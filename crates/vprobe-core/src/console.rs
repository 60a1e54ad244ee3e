//! Interactive console access.

use async_trait::async_trait;
use std::sync::Arc;
use tracing::trace;

use crate::config::ConsoleConfig;
use crate::error::Result;
use crate::exec::{Command, RemoteExec};

/// Maps one console command to its text response.
#[async_trait]
pub trait CliExecutor: Send + Sync {
    /// Run a console command and return its output.
    async fn run_cli(&self, command: &str) -> Result<String>;
}

/// Console client invoked through an instance's exec transport.
///
/// The transport to the console (CLI socket or TCP) is chosen when the
/// executor is created.
pub struct ConsoleCli {
    exec: Arc<dyn RemoteExec>,
    binary: String,
    args: Vec<String>,
}

impl ConsoleCli {
    /// Probe the CLI socket and build an executor for the reachable console.
    pub async fn connect(exec: Arc<dyn RemoteExec>, console: &ConsoleConfig) -> Self {
        let mut args = Vec::new();
        let probe = Command::new(exec.as_ref(), "ls", [console.socket_path.as_str()])
            .run()
            .await;
        if let Err(err) = probe {
            args.push("-s".to_string());
            args.push(console.tcp_address.clone());
            trace!("checking cli socket error: {err}, using flags {args:?} for console");
        }

        Self {
            exec,
            binary: console.binary.clone(),
            args,
        }
    }

    /// True when the console is addressed over TCP.
    #[must_use]
    pub fn uses_tcp(&self) -> bool {
        !self.args.is_empty()
    }
}

#[async_trait]
impl CliExecutor for ConsoleCli {
    async fn run_cli(&self, command: &str) -> Result<String> {
        let out = Command::new(self.exec.as_ref(), self.binary.as_str(), self.args.iter().cloned())
            .arg(command)
            .output()
            .await?;
        Ok(String::from_utf8_lossy(&out).into_owned())
    }
}
//! Discovery client.

use crate::report::{DiscoveryReport, DroppedHandler, ProviderReport};
use crate::Result;
use std::sync::{Arc, PoisonError, RwLock};
use tokio::sync::mpsc;
use tracing::{debug, info, warn};
use vprobe_core::types::DEFAULT_PROBE_COMMAND;
use vprobe_core::{Error, Instance, Provider, QueryParams};

/// Snapshot of the instance set.
pub type Instances = Arc<Vec<Arc<Instance>>>;

/// Owns the registered providers and the instances of the latest discovery.
///
/// Discovery queries every provider concurrently and replaces the instance
/// set wholesale. Readers holding an earlier [`Instances`] snapshot keep a
/// consistent view.
pub struct Client {
    providers: Vec<Arc<dyn Provider>>,
    instances: RwLock<Instances>,
    last_report: RwLock<Option<DiscoveryReport>>,
    probe_command: Arc<str>,
}

impl Default for Client {
    fn default() -> Self {
        Self::new()
    }
}

impl Client {
    /// Create a client with no providers.
    #[must_use]
    pub fn new() -> Self {
        Self {
            providers: Vec::new(),
            instances: RwLock::new(Arc::default()),
            last_report: RwLock::new(None),
            probe_command: Arc::from(DEFAULT_PROBE_COMMAND),
        }
    }

    /// Set the console command used as liveness probe.
    #[must_use]
    pub fn with_probe_command(mut self, command: impl AsRef<str>) -> Self {
        self.probe_command = Arc::from(command.as_ref());
        self
    }

    /// Register a provider.
    ///
    /// # Errors
    ///
    /// Returns [`Error::DuplicateProvider`] if a provider with the same name
    /// is already registered; the provider list is left unchanged.
    pub fn add_provider(&mut self, provider: Arc<dyn Provider>) -> Result<()> {
        if self.providers.iter().any(|p| p.name() == provider.name()) {
            return Err(Error::DuplicateProvider(provider.name().to_string()));
        }
        debug!(provider = %provider.name(), env = %provider.env(), "provider added");
        self.providers.push(provider);
        Ok(())
    }

    /// Registered providers in registration order.
    #[must_use]
    pub fn providers(&self) -> &[Arc<dyn Provider>] {
        &self.providers
    }

    /// The current instance set.
    #[must_use]
    pub fn instances(&self) -> Instances {
        let guard = self.instances.read().unwrap_or_else(PoisonError::into_inner);
        Arc::clone(&guard)
    }

    /// Report of the latest discovery run, successful or not.
    #[must_use]
    pub fn last_report(&self) -> Option<DiscoveryReport> {
        self.last_report
            .read()
            .map(|report| report.clone())
            .unwrap_or_else(|poisoned| poisoned.into_inner().clone())
    }

    /// Discover live instances across all providers.
    ///
    /// Every provider is queried in its own task and every returned handler
    /// is probed. Failing providers and handlers are logged and skipped.
    /// Instances keep their provider's order; providers contribute in
    /// registration order.
    ///
    /// The previous instance set is replaced but not closed: [`Client::close`]
    /// only reaches the current set. Handlers of an earlier [`Instances`]
    /// snapshot are released when its last reference drops; callers that
    /// need them closed earlier must close them through the snapshot.
    ///
    /// # Errors
    ///
    /// Returns [`Error::NoProviders`] before any query when no provider is
    /// registered, and [`Error::NoInstances`] when no live instance was
    /// found. In the latter case the instance set is still replaced.
    pub async fn discover_instances(&self, params: &[QueryParams]) -> Result<DiscoveryReport> {
        if self.providers.is_empty() {
            return Err(Error::NoProviders);
        }

        let params: Arc<[QueryParams]> = Arc::from(params);
        let (tx, mut rx) = mpsc::channel(self.providers.len());

        for (index, provider) in self.providers.iter().enumerate() {
            let tx = tx.clone();
            let provider = Arc::clone(provider);
            let params = Arc::clone(&params);
            let probe_command = Arc::clone(&self.probe_command);

            tokio::spawn(async move {
                let outcome = discover_provider(provider.as_ref(), &params, &probe_command).await;
                if tx.send((index, outcome)).await.is_err() {
                    debug!(provider = %provider.name(), "discovery abandoned");
                }
            });
        }
        drop(tx);

        let mut outcomes: Vec<Option<ProviderOutcome>> =
            self.providers.iter().map(|_| None).collect();
        while let Some((index, outcome)) = rx.recv().await {
            outcomes[index] = Some(outcome);
        }

        let mut report = DiscoveryReport::default();
        let mut instances = Vec::new();
        for (provider, outcome) in self.providers.iter().zip(outcomes) {
            let outcome = outcome.unwrap_or_else(|| {
                warn!(provider = %provider.name(), "discovery task ended without a result");
                ProviderOutcome::failed(Error::InternalError(
                    "discovery task panicked".to_string(),
                ))
            });

            report.providers.push(ProviderReport {
                name: provider.name().to_string(),
                env: provider.env(),
                instances: outcome.instances.len(),
                error: outcome.error.map(|err| err.to_string()),
            });
            report.dropped.extend(outcome.dropped);
            instances.extend(outcome.instances);
        }

        let found = instances.len();
        self.replace_instances(instances);
        self.record_report(report.clone());

        if found == 0 {
            let failed = report.failed_providers().count();
            return Err(Error::NoInstances(format!(
                "{} providers queried, {failed} failed, {} handlers dropped",
                report.providers.len(),
                report.dropped.len()
            )));
        }

        info!(
            instances = found,
            providers = report.providers.len(),
            "discovery finished"
        );
        Ok(report)
    }

    /// Close the handler of every current instance.
    ///
    /// Close failures are logged and never returned.
    ///
    /// # Errors
    ///
    /// Never fails; the signature matches the handler contract.
    pub async fn close(&self) -> Result<()> {
        let instances = self.instances();
        for instance in instances.iter() {
            if let Err(err) = instance.handler().close().await {
                debug!(instance = %instance.id(), "closing handler failed: {err}");
            }
        }
        Ok(())
    }

    fn replace_instances(&self, instances: Vec<Arc<Instance>>) {
        let mut guard = self
            .instances
            .write()
            .unwrap_or_else(PoisonError::into_inner);
        *guard = Arc::new(instances);
    }

    fn record_report(&self, report: DiscoveryReport) {
        let mut guard = self
            .last_report
            .write()
            .unwrap_or_else(PoisonError::into_inner);
        *guard = Some(report);
    }
}

struct ProviderOutcome {
    instances: Vec<Arc<Instance>>,
    dropped: Vec<DroppedHandler>,
    error: Option<Error>,
}

impl ProviderOutcome {
    fn failed(error: Error) -> Self {
        Self {
            instances: Vec::new(),
            dropped: Vec::new(),
            error: Some(error),
        }
    }
}

async fn discover_provider(
    provider: &dyn Provider,
    params: &[QueryParams],
    probe_command: &str,
) -> ProviderOutcome {
    let handlers = match provider.query(params).await {
        Ok(handlers) => handlers,
        Err(err) => {
            warn!(provider = %provider.name(), "provider discover error: {err}");
            return ProviderOutcome::failed(err);
        }
    };

    let mut instances = Vec::with_capacity(handlers.len());
    let mut dropped = Vec::new();
    for handler in handlers {
        let id = handler.id();
        match Instance::new(handler, probe_command).await {
            Ok(instance) => instances.push(Arc::new(instance)),
            Err(err) => {
                debug!(instance = %id, "vpp instance init failed: {err}");
                dropped.push(DroppedHandler {
                    provider: provider.name().to_string(),
                    id,
                    error: err.to_string(),
                });
            }
        }
    }

    ProviderOutcome {
        instances,
        dropped,
        error: None,
    }
}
........
#### [Requirement]
When a line in the data contains the string "push", copy that line.

#### [Answer below]
            args.push("-s".to_string());
            args.push(console.tcp_address.clone());
        self.providers.push(provider);
            report.providers.push(ProviderReport {
            Ok(instance) => instances.push(Arc::new(instance)),
                dropped.push(DroppedHandler {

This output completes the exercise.